PROBLEM DESCRIPTION - Go through the entries below and copy each line containing the word "tests".

DATA TO USE -
* * *

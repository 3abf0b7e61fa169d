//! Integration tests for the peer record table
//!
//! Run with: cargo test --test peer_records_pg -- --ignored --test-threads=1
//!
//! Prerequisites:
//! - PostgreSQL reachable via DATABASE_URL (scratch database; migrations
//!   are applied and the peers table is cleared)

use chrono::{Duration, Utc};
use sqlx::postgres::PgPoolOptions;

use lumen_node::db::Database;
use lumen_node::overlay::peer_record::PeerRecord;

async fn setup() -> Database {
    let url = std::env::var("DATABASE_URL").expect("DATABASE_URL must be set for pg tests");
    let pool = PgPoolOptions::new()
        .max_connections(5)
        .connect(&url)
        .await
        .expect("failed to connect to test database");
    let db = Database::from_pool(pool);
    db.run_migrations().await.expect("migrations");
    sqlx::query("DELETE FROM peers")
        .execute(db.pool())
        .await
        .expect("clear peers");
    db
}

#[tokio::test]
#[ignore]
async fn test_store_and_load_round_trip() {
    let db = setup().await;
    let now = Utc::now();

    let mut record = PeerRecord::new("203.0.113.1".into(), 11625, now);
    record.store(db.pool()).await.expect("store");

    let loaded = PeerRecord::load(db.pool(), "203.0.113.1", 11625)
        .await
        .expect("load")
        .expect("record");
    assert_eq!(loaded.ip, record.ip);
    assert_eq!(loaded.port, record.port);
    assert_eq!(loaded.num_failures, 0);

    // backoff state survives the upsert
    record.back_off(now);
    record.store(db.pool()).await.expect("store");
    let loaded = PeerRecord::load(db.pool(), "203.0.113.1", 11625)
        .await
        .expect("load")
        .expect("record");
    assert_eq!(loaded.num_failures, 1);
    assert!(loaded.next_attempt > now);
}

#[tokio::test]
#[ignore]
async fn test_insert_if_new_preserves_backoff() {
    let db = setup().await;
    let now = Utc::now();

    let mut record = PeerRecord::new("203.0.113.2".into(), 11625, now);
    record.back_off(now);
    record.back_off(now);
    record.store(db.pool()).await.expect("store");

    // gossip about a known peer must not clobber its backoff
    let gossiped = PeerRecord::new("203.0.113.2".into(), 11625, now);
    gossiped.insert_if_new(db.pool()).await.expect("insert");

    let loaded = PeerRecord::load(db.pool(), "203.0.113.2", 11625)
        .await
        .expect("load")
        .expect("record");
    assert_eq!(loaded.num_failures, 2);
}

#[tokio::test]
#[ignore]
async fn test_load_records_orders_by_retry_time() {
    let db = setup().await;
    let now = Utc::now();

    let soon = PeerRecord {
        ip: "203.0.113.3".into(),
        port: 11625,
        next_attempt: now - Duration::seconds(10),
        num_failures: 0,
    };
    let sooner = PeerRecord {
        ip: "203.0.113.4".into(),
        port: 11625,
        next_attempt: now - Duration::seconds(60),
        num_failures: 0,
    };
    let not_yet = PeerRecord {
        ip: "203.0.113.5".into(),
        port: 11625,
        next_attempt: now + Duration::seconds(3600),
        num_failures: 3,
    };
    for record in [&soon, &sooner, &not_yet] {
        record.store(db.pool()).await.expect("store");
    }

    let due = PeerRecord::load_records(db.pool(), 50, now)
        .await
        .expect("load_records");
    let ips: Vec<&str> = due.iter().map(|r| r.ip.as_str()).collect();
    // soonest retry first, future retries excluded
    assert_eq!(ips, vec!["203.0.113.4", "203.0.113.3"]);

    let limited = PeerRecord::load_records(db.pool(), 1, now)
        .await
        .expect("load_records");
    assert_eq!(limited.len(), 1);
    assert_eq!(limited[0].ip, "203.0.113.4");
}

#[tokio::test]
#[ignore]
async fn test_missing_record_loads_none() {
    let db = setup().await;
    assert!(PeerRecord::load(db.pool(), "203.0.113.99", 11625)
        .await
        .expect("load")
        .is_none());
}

* * *

RESPONSE TO THE EXERCISE -
//! Integration tests for the peer record table
    let url = std::env::var("DATABASE_URL").expect("DATABASE_URL must be set for pg tests");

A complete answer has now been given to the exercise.